This 30-year period can be divided into two time spans: 1990–2010 and 2010–2019. Taken into account, Libya is the only country in the super-region that its age-standardized stroke incidence rate increased more rapidly after vs before 2010 (Fig. 3). While the stroke incidence rate also elevated in Egypt, its increase occurred more slowly after vs before 2010. Kuwait and Saudi Arabia were the two countries with increased stroke incidence rates before and decreased rates after 2010. Qatar was the only country in the super-region with a more rapid decrease in stroke incidence rate after vs before 2010. Looking at the DALYs age-standardized percentage changes at the two time spans, Kuwait faced an upward trend before and a downward trend after 2010. Surprisingly, Libya was the only country with a DALYs rate that decreased before 2010 but increased after 2010. Other countries of the region demonstrated a sustained decrease in DALYs rate during both time windows.

Fig. 3
figure 3

Percent change in the stroke burden from 1990 to 2019 in the super-region and its 21 countries; a, rates increased more rapidly after vs before 2010; b, rates increased more slowly after vs before 2010; c, rates increased before 2010 but decreased after 2010; d, rates decreased more rapidly after than before 2010; e, rates decreased more slowly after than before 2010; f, rates decreased before 2010 but increased after 2010

The North Africa and Middle East super-region countries can be divided into five subgroups of SDI: low, low-middle, middle, high-middle, and high SDI (Fig. 4). UAE, Jordan, Oman, Iraq, Egypt, and Sudan had the highest age-standardized stroke rates in 2019 in their respective SDI subgroups. Furthermore, Saudi Arabia, Oman, Iraq, Egypt, and Afghanistan sustained the highest DALYs rate in their respective subgroup. A remarkable feature seen in the DALYs diagram was the overall comparable status of DALYs rate of low-middle, middle, high-middle, and high SDI countries, which is much less than low SDI countries.

Fig. 4
figure 4

Stroke burden in the countries of the super-region stratified by SDI indexes, 1990 compared to 2019

During the 1990–2019 time-span, attributed death, DALY, and YLL rates to stroke risk factors shrank by 24.9% (− 33.5 to − 11.6), 25.8% (− 34.1 to − 14.0), and 28.8% (− 37.9 to − 15.8), respectively (Supplementary Table 1). The aforementioned parameters demonstrated a descending trend in all 21 countries, with UAE having the most decline in attributed deaths rate of 50.2% (− 62.3 to − 35.4), and Bahrain with the highest drop rate in DALYs and YLLs by 52.2% (− 61 to − 41.9) and 55.7% (− 65 to − 44.4), respectively (Supplementary Table 2).
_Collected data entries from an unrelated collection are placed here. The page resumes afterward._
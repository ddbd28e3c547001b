use crate::registry::SessionId;
use log::info;
use rand::Rng;
use shared::{DEFAULT_HIGH, DEFAULT_LOW, HANDSHAKE_TIMEOUT};
use std::time::Duration;

/// Range and timing shared by every session of a run.
#[derive(Debug, Clone, Copy, PartialEq, Eq)]
pub struct GameRules {
    pub low: i64,
    pub high: i64,
    pub handshake_timeout: Duration,
}

impl GameRules {
    /// Label under which finished games are reported, e.g. `0-100`.
    pub fn range_label(&self) -> String {
        format!("{}-{}", self.low, self.high)
    }
}

impl Default for GameRules {
    fn default() -> Self {
        Self {
            low: DEFAULT_LOW,
            high: DEFAULT_HIGH,
            handshake_timeout: HANDSHAKE_TIMEOUT,
        }
    }
}

/// Picks the hidden number for a session when it is started.
pub trait SecretSource: Send + Sync {
    /// Returns a value in `low..=high`.
    fn draw(&self, session: SessionId, low: i64, high: i64) -> i64;
}

/// Uniformly random secrets from the thread-local generator.
#[derive(Debug, Default, Clone, Copy)]
pub struct RandomSecrets;

impl SecretSource for RandomSecrets {
    fn draw(&self, _session: SessionId, low: i64, high: i64) -> i64 {
        rand::thread_rng().gen_range(low..=high)
    }
}

/// Receives the attempt count of every session that found its number.
///
/// Persisting statistics is left to the implementor; the service itself
/// never touches storage.
pub trait ScoreRecorder: Send + Sync {
    fn record(&self, label: &str, attempts: u32);
}

/// Default recorder that only writes the score to the log.
#[derive(Debug, Default, Clone, Copy)]
pub struct LogScoreRecorder;

impl ScoreRecorder for LogScoreRecorder {
    fn record(&self, label: &str, attempts: u32) {
        info!("Score for range {}: {} attempts", label, attempts);
    }
}
impl SessionWorker {
    pub fn new(
        session: StartedSession,
        registry: SessionRegistry,
        rules: GameRules,
        scores: Arc<dyn ScoreRecorder>,
    ) -> Self {
        Self {
            id: session.id,
            registry,
            connection: session.connection,
            reader: session.reader,
            rules,
            scores,
        }
    }

    /// Spawns the worker onto the runtime.
    pub fn spawn(self) -> tokio::task::JoinHandle<()> {
        tokio::spawn(self.run())
    }

    /// Plays the session to the end, then waits at the ranking barrier.
    /// The one worker that wins the ranking gate broadcasts the standings.
    pub async fn run(mut self) {
        let guessed_correct = match self.play().await {
            Ok(SessionEnd::GuessedCorrectly) => true,
            Ok(SessionEnd::Quit) => {
                info!("Session {} quit", self.id);
                false
            }
            Err(e) => {
                info!("Session {} ended: {}", self.id, e);
                false
            }
        };

        if !guessed_correct {
            self.connection.close().await;
        }
        self.registry.finish(self.id, guessed_correct).await;
        drop(self.reader);

        self.registry.wait_for_ranking_barrier().await;
        if self.registry.claim_ranking().await {
            debug!("Session {} broadcasts the ranking", self.id);
            broadcast_ranking(&self.registry).await;
        }
    }

    async fn play(&mut self) -> Result<SessionEnd, SessionError> {
        self.connection
            .send(&ServerMessage::Start {
                low: self.rules.low,
                high: self.rules.high,
            })
            .await?;

        let mut pending = self.handshake().await?;

        loop {
            let line = match pending.take() {
                Some(line) => line,
                None => self.reader.next_line().await?,
            };

            match line.parse::<ClientMessage>() {
                Ok(ClientMessage::Guess(value)) => {
                    let (result, count) = self
                        .registry
                        .record_guess(self.id, value)
                        .await
                        .ok_or(SessionError::Closed)?;
                    debug!("Session {} guess #{}: {} -> {:?}", self.id, count, value, result);

                    if result == GuessResult::Correct {
                        self.scores.record(&self.rules.range_label(), count);
                        if let Err(e) = Self::acknowledge_correct(&self.connection).await {
                            debug!("Session {} left before its result arrived: {}", self.id, e);
                            self.connection.close().await;
                        }
                        return Ok(SessionEnd::GuessedCorrectly);
                    }
                    self.connection.send(&ServerMessage::Result(result)).await?;
                }
                Ok(ClientMessage::Quit) => {
                    self.connection.send(&ServerMessage::Bye).await?;
                    return Ok(SessionEnd::Quit);
                }
                Ok(ClientMessage::Nick(_)) => {
                    debug!("Session {} sent a nickname after the handshake", self.id);
                    Self::reject(&self.connection).await?;
                }
                Err(e) => {
                    debug!("Session {} sent an invalid message: {}", self.id, e);
                    Self::reject(&self.connection).await?;
                }
            }
        }
    }

    /// Reads the optional nickname line.
    ///
    /// Anything other than `NICK:` is handed back so the guessing loop
    /// treats it as the first command. A timeout just means no nickname.
    async fn handshake(&mut self) -> Result<Option<String>, SessionError> {
        let line = match self
            .reader
            .next_line_within(self.rules.handshake_timeout)
            .await
        {
            Ok(line) => line,
            Err(SessionError::Timeout(bound)) => {
                debug!("Session {} sent no nickname within {:?}", self.id, bound);
                return Ok(None);
            }
            Err(e) => return Err(e),
        };

        match line.parse::<ClientMessage>() {
            Ok(ClientMessage::Nick(name)) => {
                match sanitize_nickname(&name) {
                    Some(nickname) => self.registry.set_nickname(self.id, nickname).await,
                    None => debug!("Session {} sent an empty nickname", self.id),
                }
                Ok(None)
            }
            _ => Ok(Some(line)),
        }
    }

    async fn acknowledge_correct(connection: &Connection) -> Result<(), SessionError> {
        connection
            .send(&ServerMessage::Result(GuessResult::Correct))
            .await?;
        connection.send(&ServerMessage::Wait).await
    }

    async fn reject(connection: &Connection) -> Result<(), SessionError> {
        connection
            .send(&ServerMessage::Result(GuessResult::Error))
            .await
    }
}
use clap::Parser;
use client::input::InputManager;
use client::network::{Client, ClientConfig, ClientError, SessionOutcome};
use client::rendering::Renderer;
use log::info;
use shared::DEFAULT_PORT;
use std::time::Duration;
use tokio::io::BufReader;

#[derive(Parser, Debug)]
#[command(author, version, about, long_about = None)]
struct Args {
    /// Server address to connect to
    #[arg(short = 's', long, default_value_t = format!("127.0.0.1:{}", DEFAULT_PORT))]
    server: String,

    /// Nickname announced to the server
    #[arg(short = 'n', long)]
    nick: Option<String>,

    /// Seconds to wait for the ranking before giving up
    #[arg(short = 'w', long, default_value = "30")]
    wait_timeout_secs: u64,
}

#[tokio::main]
async fn main() -> Result<(), Box<dyn std::error::Error>> {
    env_logger::init();

    if std::env::var("RUST_LOG").is_err() {
        eprintln!("Set RUST_LOG=info for detailed logging");
    }

    let args = Args::parse();
    let config = ClientConfig {
        server: args.server,
        nickname: args.nick,
        wait_timeout: Duration::from_secs(args.wait_timeout_secs),
    };

    info!("Connecting to: {}", config.server);
    let mut client = Client::connect(&config).await?;

    let mut input = InputManager::new(BufReader::new(tokio::io::stdin()));
    let mut renderer = Renderer::new(std::io::stdout());

    match client.play(&mut input, &mut renderer).await {
        Ok(SessionOutcome::Finished { guesses, .. }) => {
            info!("Game over after {} guesses", guesses);
            Ok(())
        }
        Ok(SessionOutcome::Quit) => Ok(()),
        Err(ClientError::Timeout(waited)) => {
            eprintln!(
                "No word from the server for {}s; it may have crashed.",
                waited.as_secs()
            );
            std::process::exit(1);
        }
        Err(e) => Err(e.into()),
    }
}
High SBP stayed in the first rank of attributed DALYs rate in both 1990 and 2019 by far in the super-region among all of the level four risk factors of the stroke (Supplementary Table 3). However, its attributed age-standardized DALYs rate has substantially decreased from over 1250 life years to below 1000 life years per 100,000 population (− 24.9%). High BMI came in second in both years, and its attributed DALYs have minimally changed (− 6.2%). High FPG has surpassed ambient particulate matter pollution, becoming the third risk factor with the highest attributed DALYs rate. On the other hand, attributed DALYs rate to household air pollution from solid fuels has contracted to less than one-fourth of its original value from 1990 to 2019 (80.9%).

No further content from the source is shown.